La régulation des sites pornographiques et la protection des mineurs.

Table des matières

Article d’Aurélie GARAND, notre juriste, pour VILLAGE de la JUSTICE le 23 juillet 2025 : Retrouvez l’article en ligne ici

 

« Depuis plusieurs années, la France s’efforce de protéger activement les mineurs contre l’accès aux contenus pornographiques en ligne.

En revanche, l’action européenne demeure plus hésitante. La lenteur de l’Union européenne en matière de protection des mineurs freine la mise en œuvre du droit français, malgré l’existence d’un arsenal juridique national solide. »

 

I. Le cadre juridique de protection des mineurs contre la pornographie en France.

Depuis la loi du 1er mars 1994, l’article 227-24 du Code pénal français réprime de trois ans d’emprisonnement et 75 000 euros d’amende « Le fait soit de fabriquer, de transporter, de diffuser par quelque moyen que ce soit et quel qu’en soit le support un message à caractère […] pornographique, y compris des images pornographiques impliquant un ou plusieurs animaux, […] soit de faire commerce d’un tel message, lorsque ce message est susceptible d’être vu ou perçu par un mineur ».

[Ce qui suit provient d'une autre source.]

//! HTTP/1.x wire handling.
//!
//! - **`parser`**: incremental request and response parsers
//! - **`body`**: fixed-length, chunked and read-until-close body framing
//! - **`headers`**: the case-insensitive header multi-map
//! - **`request`** / **`response`**: message heads with stage-guarded fields
//! - **`writer`**: serialization of heads back onto the wire
//! - **`constants`**: packed method words, versions, status lines and the
//!   header-name cache
//!
//! # Request parser stages
//!
//! ```text
//!   ParsingMethod → ParsingRequestUri → ParsingVersion
//!          → ParsingHeader ⟲ (one field per pass)
//!          → HeadersParsed
//!          → [HandlingExpect100Continue]   (until `100 Continue` is sent)
//!          → ReadingBody
//!          → MessageParsed
//! ```

pub mod body;
pub mod constants;
pub mod headers;
pub mod method;
pub mod parser;
pub mod request;
pub mod response;
pub mod writer;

Afin que l’essor d’Internet permettant un accès anonyme, gratuit et illimité à la pornographie ne réduise pas la protection des mineurs voulue par ce texte à un vœu pieux, il a fallu créer de nouveaux outils.

En 2004, la loi française pour la confiance dans l’économie numérique (LCEN) impose aux hébergeurs et fournisseurs d’accès de retirer promptement les contenus illégaux, ou en rendre l’accès impossible, lorsqu’ils ont connaissance de l’activité ou l’information illicite, mais sans leur demander de surveiller tout ce qui circule sur leurs serveurs. Ils ne sont déclarés responsables du contenu illicite qu’à partir du moment où ils en ont connaissance.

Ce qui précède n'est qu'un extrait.